* _Task_
Word for word, restate the entries below from their first line through the line that contains "Global kill switch".

Stored data
+===+

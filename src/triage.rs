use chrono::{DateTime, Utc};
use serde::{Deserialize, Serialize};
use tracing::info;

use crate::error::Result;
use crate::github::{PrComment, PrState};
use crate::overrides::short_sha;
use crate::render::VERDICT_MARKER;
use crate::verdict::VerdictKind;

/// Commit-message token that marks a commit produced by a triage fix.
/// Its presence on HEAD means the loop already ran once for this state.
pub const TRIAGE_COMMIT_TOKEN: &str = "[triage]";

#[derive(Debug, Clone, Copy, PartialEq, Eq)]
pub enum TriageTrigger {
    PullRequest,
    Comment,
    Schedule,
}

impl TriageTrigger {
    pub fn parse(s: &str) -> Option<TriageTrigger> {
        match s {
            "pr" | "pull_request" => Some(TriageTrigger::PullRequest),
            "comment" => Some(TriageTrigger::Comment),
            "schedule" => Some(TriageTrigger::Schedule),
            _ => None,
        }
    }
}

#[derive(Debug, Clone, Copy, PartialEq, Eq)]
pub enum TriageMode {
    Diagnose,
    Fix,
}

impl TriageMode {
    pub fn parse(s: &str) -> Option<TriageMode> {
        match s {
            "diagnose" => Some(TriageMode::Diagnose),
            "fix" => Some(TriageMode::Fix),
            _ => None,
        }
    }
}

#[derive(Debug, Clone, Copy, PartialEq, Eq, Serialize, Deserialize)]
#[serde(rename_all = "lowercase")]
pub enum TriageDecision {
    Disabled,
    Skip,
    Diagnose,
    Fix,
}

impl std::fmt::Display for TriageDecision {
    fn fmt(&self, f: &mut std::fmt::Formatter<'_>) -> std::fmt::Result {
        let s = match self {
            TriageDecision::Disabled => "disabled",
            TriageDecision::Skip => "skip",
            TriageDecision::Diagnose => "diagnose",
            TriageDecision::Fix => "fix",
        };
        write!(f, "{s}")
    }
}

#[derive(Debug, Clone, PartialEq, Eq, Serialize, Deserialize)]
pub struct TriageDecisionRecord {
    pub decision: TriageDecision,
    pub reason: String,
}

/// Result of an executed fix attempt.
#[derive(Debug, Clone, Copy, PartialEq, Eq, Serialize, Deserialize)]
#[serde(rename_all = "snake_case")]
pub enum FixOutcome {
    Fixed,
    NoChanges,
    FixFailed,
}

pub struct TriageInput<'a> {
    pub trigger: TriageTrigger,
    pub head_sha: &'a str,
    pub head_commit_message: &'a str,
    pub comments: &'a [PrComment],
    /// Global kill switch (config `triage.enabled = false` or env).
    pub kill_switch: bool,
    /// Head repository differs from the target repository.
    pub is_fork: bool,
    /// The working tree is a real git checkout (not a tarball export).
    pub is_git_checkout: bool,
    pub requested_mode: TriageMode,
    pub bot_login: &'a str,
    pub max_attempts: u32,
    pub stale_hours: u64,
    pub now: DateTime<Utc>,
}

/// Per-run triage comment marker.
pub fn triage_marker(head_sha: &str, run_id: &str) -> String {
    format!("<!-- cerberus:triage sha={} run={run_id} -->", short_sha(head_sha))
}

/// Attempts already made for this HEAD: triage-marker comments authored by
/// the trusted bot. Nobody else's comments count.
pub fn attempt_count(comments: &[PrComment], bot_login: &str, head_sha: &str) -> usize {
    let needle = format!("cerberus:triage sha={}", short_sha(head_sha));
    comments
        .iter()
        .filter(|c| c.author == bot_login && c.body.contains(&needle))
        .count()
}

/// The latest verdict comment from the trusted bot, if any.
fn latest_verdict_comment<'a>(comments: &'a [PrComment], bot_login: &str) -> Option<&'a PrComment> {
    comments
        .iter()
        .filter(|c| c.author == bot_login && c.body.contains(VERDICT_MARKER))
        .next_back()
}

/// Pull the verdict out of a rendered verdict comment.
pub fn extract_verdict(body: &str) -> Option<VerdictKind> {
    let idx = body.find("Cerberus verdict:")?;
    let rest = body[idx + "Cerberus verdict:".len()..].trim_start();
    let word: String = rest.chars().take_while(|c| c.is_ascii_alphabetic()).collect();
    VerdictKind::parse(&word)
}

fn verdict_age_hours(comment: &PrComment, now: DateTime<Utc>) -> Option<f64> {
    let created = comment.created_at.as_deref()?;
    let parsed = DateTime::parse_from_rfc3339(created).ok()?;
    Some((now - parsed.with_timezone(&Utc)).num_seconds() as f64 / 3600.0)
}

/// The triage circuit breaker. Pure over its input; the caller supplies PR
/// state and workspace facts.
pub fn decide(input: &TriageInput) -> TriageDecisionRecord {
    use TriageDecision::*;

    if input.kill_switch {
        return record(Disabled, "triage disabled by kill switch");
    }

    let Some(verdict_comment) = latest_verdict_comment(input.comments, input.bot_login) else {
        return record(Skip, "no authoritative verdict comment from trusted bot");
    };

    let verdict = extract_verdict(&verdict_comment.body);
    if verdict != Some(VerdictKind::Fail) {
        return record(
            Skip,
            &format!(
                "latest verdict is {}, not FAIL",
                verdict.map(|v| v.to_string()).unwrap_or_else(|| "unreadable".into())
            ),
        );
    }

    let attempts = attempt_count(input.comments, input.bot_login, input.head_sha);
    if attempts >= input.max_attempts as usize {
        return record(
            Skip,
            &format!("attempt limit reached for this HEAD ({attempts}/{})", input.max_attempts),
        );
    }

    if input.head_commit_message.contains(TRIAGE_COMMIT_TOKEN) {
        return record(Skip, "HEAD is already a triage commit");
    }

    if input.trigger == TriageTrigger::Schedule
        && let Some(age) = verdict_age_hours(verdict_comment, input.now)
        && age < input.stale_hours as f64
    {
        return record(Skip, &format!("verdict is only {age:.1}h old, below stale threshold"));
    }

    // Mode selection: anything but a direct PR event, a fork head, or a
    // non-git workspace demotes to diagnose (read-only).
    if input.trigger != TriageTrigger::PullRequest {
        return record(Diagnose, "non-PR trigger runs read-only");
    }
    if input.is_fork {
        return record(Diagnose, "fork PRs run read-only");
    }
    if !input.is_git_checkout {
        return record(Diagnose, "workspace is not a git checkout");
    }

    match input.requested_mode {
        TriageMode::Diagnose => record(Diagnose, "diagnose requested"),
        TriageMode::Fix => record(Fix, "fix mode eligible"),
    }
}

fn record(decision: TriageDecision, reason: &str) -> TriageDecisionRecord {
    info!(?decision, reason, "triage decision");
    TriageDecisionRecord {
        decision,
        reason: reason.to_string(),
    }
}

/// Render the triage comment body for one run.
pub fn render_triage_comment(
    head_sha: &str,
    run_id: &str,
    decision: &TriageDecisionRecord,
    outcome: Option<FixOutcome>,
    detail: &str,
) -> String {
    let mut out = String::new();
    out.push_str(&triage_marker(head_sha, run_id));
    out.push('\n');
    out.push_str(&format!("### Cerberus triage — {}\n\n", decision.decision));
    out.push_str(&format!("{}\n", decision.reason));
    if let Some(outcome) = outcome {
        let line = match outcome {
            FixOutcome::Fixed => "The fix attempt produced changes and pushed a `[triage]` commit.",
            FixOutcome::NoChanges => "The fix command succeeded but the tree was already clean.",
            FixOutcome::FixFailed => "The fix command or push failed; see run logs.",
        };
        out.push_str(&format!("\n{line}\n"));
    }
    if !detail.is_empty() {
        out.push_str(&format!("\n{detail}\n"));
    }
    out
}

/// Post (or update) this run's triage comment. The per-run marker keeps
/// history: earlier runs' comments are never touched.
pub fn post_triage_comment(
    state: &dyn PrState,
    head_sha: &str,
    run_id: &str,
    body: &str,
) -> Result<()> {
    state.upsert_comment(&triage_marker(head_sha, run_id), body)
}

+===+

* _Response area_
filename src/triage.rs
use chrono::{DateTime, Utc};
use serde::{Deserialize, Serialize};
use tracing::info;

use crate::error::Result;
use crate::github::{PrComment, PrState};
use crate::overrides::short_sha;
use crate::render::VERDICT_MARKER;
use crate::verdict::VerdictKind;

/// Commit-message token that marks a commit produced by a triage fix.
/// Its presence on HEAD means the loop already ran once for this state.
pub const TRIAGE_COMMIT_TOKEN: &str = "[triage]";

#[derive(Debug, Clone, Copy, PartialEq, Eq)]
pub enum TriageTrigger {
    PullRequest,
    Comment,
    Schedule,
}

impl TriageTrigger {
    pub fn parse(s: &str) -> Option<TriageTrigger> {
        match s {
            "pr" | "pull_request" => Some(TriageTrigger::PullRequest),
            "comment" => Some(TriageTrigger::Comment),
            "schedule" => Some(TriageTrigger::Schedule),
            _ => None,
        }
    }
}

#[derive(Debug, Clone, Copy, PartialEq, Eq)]
pub enum TriageMode {
    Diagnose,
    Fix,
}

impl TriageMode {
    pub fn parse(s: &str) -> Option<TriageMode> {
        match s {
            "diagnose" => Some(TriageMode::Diagnose),
            "fix" => Some(TriageMode::Fix),
            _ => None,
        }
    }
}

#[derive(Debug, Clone, Copy, PartialEq, Eq, Serialize, Deserialize)]
#[serde(rename_all = "lowercase")]
pub enum TriageDecision {
    Disabled,
    Skip,
    Diagnose,
    Fix,
}

impl std::fmt::Display for TriageDecision {
    fn fmt(&self, f: &mut std::fmt::Formatter<'_>) -> std::fmt::Result {
        let s = match self {
            TriageDecision::Disabled => "disabled",
            TriageDecision::Skip => "skip",
            TriageDecision::Diagnose => "diagnose",
            TriageDecision::Fix => "fix",
        };
        write!(f, "{s}")
    }
}

#[derive(Debug, Clone, PartialEq, Eq, Serialize, Deserialize)]
pub struct TriageDecisionRecord {
    pub decision: TriageDecision,
    pub reason: String,
}

/// Result of an executed fix attempt.
#[derive(Debug, Clone, Copy, PartialEq, Eq, Serialize, Deserialize)]
#[serde(rename_all = "snake_case")]
pub enum FixOutcome {
    Fixed,
    NoChanges,
    FixFailed,
}

pub struct TriageInput<'a> {
    pub trigger: TriageTrigger,
    pub head_sha: &'a str,
    pub head_commit_message: &'a str,
    pub comments: &'a [PrComment],
    /// Global kill switch (config `triage.enabled = false` or env).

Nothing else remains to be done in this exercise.